Summing these geometric series gave 1 + 1/2 + 1/4 + 1/8 + …, itself a geometric series whose sum was 2. Chris’ simulation was spot on: The average size of a cluster was precisely 2 cm².

Another approach—which we’ll return to for last week’s Extra Credit—was to determine the probability that a given square was the start of a new cluster. This happened when that square was a different color from the preceding square, which occurred with probability 1/2. And so, as the number of squares N went to infinity, the expected number of clusters approached (1/2)·N. That meant the average cluster size approached N/[(1/2)·N], or 2 cm², the same answer we just found.

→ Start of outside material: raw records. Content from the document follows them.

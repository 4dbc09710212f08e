use anyhow::Result;
use std::sync::Arc;

use olapctx::config::QueryConfig;
use olapctx::metadata::{DataType, FunctionDesc, FunctionExpr, JoinDesc, JoinType};
use olapctx::query::access::{AccessControl, AccessController};
use olapctx::query::realization::{Realization, RealizationType};
use olapctx::query::scan::TableScan;
use olapctx::query::{ContextError, SortOrder};
use olapctx::{CompilationPass, ContextRef, QueryContext};

#[path = "../common/mod.rs"]
mod common;
use common::{account_table, col, sales_context};

#[test]
fn test_simple_query_until_join_group_or_aggregation() -> Result<()> {
    // each kind of requirement on its own makes the query non-simple
    let ctx = sales_context(0);
    assert!(ctx.is_simple_query());

    let mut with_group = sales_context(1);
    let dt = col(&with_group, "SALES", "PART_DT");
    with_group.add_group_by_column(dt);
    assert!(!with_group.is_simple_query());

    let mut with_aggr = sales_context(2);
    with_aggr.add_aggregation(FunctionDesc::count_star(), None);
    assert!(!with_aggr.is_simple_query());

    let mut with_join = sales_context(3);
    with_join.add_table_scan(TableScan::new("BUYER", account_table()))?;
    let fk = col(&with_join, "SALES", "BUYER_ID");
    let pk = col(&with_join, "BUYER", "ACCOUNT_ID");
    with_join.add_join(JoinDesc::new(JoinType::Inner, vec![fk], vec![pk]).unwrap());
    assert!(!with_join.is_simple_query());

    // plain columns, filters and sorts do not count
    let mut plain = sales_context(4);
    let price = col(&plain, "SALES", "PRICE");
    plain.add_column(price.clone());
    plain.add_filter_column(price.clone());
    plain.add_sort(Some(price), SortOrder::Descending);
    assert!(plain.is_simple_query());
    Ok(())
}

#[test]
fn test_sort_lists_stay_parallel() {
    let mut ctx = sales_context(0);
    let dt = col(&ctx, "SALES", "PART_DT");
    let price = col(&ctx, "SALES", "PRICE");

    let calls = vec![
        (Some(dt.clone()), SortOrder::Ascending),
        (None, SortOrder::Descending),
        (Some(price.clone()), SortOrder::Descending),
        (None, SortOrder::Ascending),
        (Some(dt.clone()), SortOrder::Descending),
    ];
    for (i, (key, order)) in calls.into_iter().enumerate() {
        let before = ctx.sort_columns().len();
        let is_none = key.is_none();
        ctx.add_sort(key, order);
        assert_eq!(ctx.sort_columns().len(), ctx.sort_orders().len(), "after call {}", i);
        if is_none {
            assert_eq!(ctx.sort_columns().len(), before);
        }
    }

    assert_eq!(ctx.sort_columns(), &[dt.clone(), price, dt]);
    assert_eq!(
        ctx.sort_orders(),
        &[SortOrder::Ascending, SortOrder::Descending, SortOrder::Descending]
    );
}

#[test]
fn test_belongs_to_context_tables() {
    let ctx = sales_context(0);
    let other = {
        let mut c = QueryContext::new(1);
        c.add_table_scan(TableScan::new("ACC", account_table())).unwrap();
        c
    };

    assert!(ctx.belongs_to_context_tables(&col(&ctx, "SALES", "PRICE")));
    assert!(!ctx.belongs_to_context_tables(&col(&other, "ACC", "ACCOUNT_ID")));
    // same physical column through another alias belongs elsewhere
    let aliased = col(&ctx, "SALES", "PRICE").with_alias("S2");
    assert!(!ctx.belongs_to_context_tables(&aliased));
}

#[derive(Debug)]
struct TestRealization {
    kind: RealizationType,
}

impl Realization for TestRealization {
    fn name(&self) -> &str {
        "test_realization"
    }

    fn realization_type(&self) -> RealizationType {
        self.kind
    }

    fn provides_precalculated_fields(&self) -> bool {
        matches!(self.kind, RealizationType::Cube | RealizationType::Hybrid)
    }
}

#[test]
fn test_precalculated_fields_follow_realization_capability() {
    let mut ctx = sales_context(0);
    assert!(!ctx.has_precalculated_fields());

    ctx.realization = Some(Arc::new(TestRealization { kind: RealizationType::Cube }));
    assert!(ctx.has_precalculated_fields());

    ctx.realization = Some(Arc::new(TestRealization { kind: RealizationType::RawTable }));
    assert!(!ctx.has_precalculated_fields());
}

struct RequireRole(&'static str);

impl AccessController for RequireRole {
    fn name(&self) -> &str {
        "require_role"
    }

    fn check(&self, contexts: &[ContextRef], _config: &QueryConfig) -> olapctx::query::Result<()> {
        for ctx in contexts {
            let ctx = ctx.read();
            if !ctx.authentication.has_role(self.0) {
                return Err(ContextError::AccessDenied(format!(
                    "context {} lacks role {}",
                    ctx.id, self.0
                )));
            }
        }
        Ok(())
    }
}

#[test]
fn test_access_control_over_pass_contexts() -> Result<()> {
    let config = QueryConfig {
        access_controllers: vec!["require_role".to_string()],
        ..QueryConfig::default()
    };

    {
        let mut pass = CompilationPass::begin(config.pass_parameters(Some("ANALYST\nROLE_READER")));
        pass.new_context();
        pass.new_context();
        let access = AccessControl::from_config(&config, vec![Box::new(RequireRole("ROLE_READER"))])?;
        access.check_current_pass(&config)?;
    }

    {
        let mut pass = CompilationPass::begin(config.pass_parameters(Some("GUEST")));
        pass.new_context();
        let access = AccessControl::from_config(&config, vec![Box::new(RequireRole("ROLE_READER"))])?;
        let err = access.check_current_pass(&config).unwrap_err();
        assert!(matches!(err, ContextError::AccessDenied(_)));
    }

    // a configured controller that nobody provides
    assert!(matches!(
        AccessControl::from_config(&config, Vec::new()),
        Err(ContextError::Config(_))
    ));
    Ok(())
}

#[test]
fn test_aggregation_records_out_column_and_sql_call() {
    let mut ctx = sales_context(0);
    let price = col(&ctx, "SALES", "PRICE");
    let out = price.with_alias("_KY_AGG");
    ctx.add_aggregation(
        FunctionDesc::new(FunctionExpr::Sum, Some(price.clone()), DataType::Decimal),
        Some(out.clone()),
    );
    ctx.add_aggregation(FunctionDesc::count_star(), None);

    assert_eq!(ctx.aggregations().len(), 2);
    assert_eq!(ctx.aggr_out_cols(), &[out]);
    assert!(ctx.metrics_columns().contains(&price));
}

#[test]
fn test_scan_alias_cannot_change_table() -> Result<()> {
    let mut ctx = sales_context(0);
    let before = ctx.table_scans().len();

    let err = ctx.add_table_scan(TableScan::new("SALES", account_table())).unwrap_err();
    match err {
        ContextError::ScanConflict { context, alias, existing, requested } => {
            assert_eq!(context, 0);
            assert_eq!(alias, "SALES");
            assert_eq!(existing, "DEFAULT.SALES");
            assert_eq!(requested, "DEFAULT.ACCOUNT");
        }
        other => panic!("unexpected error: {}", other),
    }
    assert_eq!(ctx.table_scans().len(), before);
    assert_eq!(col(&ctx, "SALES", "PRICE").table(), "DEFAULT.SALES");

    // the same table under the same alias is the scan already there
    let idx = ctx.add_table_scan(TableScan::new("SALES", common::sales_table()))?;
    assert_eq!(idx, 0);
    assert_eq!(ctx.table_scans().len(), before);
    Ok(())
}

Finally, solver Izumihara Ryoma noted an interesting paradox related to how clusters were sampled. What if, instead of asking for the average cluster size, we asked how large we expected a cluster to be that contained a given square. Before looking at an infinite strip, let’s return to the finite example I provided above:

We already said the average cluster size for this strip was (1+1+1+1+3+2+1)/7, or approximately 1.43 cm². But if you picked one of the 10 squares and averaged its resulting cluster size, you got (1+1+1+1+3+3+3+2+2+1)/10, or 1.8 cm². This value was greater, since each larger cluster had a greater probability of being sampled than any given smaller cluster.

For an infinite strip, once you picked a square to look at, you had an average of 1 cm² of the same cluster to its left, and another 1 cm² of the cluster to its right. That gave you a total of 3 cm², which was indeed greater than the accepted answer of 2 cm².

I thought this was a pretty neat aside. Yes, the average cluster size was 2 cm². But the moment you pointed to any given square, that square’s average cluster size was 3 cm². 🤯

Last Week’s Extra Credit

Congratulations to the (randomly selected) winner from last week: 🎻 Austin Shapiro 🎻 from Oakland, California. I received 43 timely submissions, of which 29 were correct—good for a 67 percent solve rate.

Once again, I was painting an infinitely long strip of canvas, broken up into adjacent 1 cm-by-1 cm squares. As before, squares were randomly and independently numbered 0 or 1. But this time, the strip itself was 2 cm wide.

Squares were considered adjacent if they shared a common edge. So squares could be horizontally or vertically adjacent, but not diagonally adjacent.

Once I finished painting, there were again many “clusters” of contiguous red and blue squares. The example below contained 20 total squares and nine clusters, which meant the average size of a cluster here was approximately 2.22 squares.

So, once I finished painting the entire, infinite strip, what was the average size of each red or blue cluster?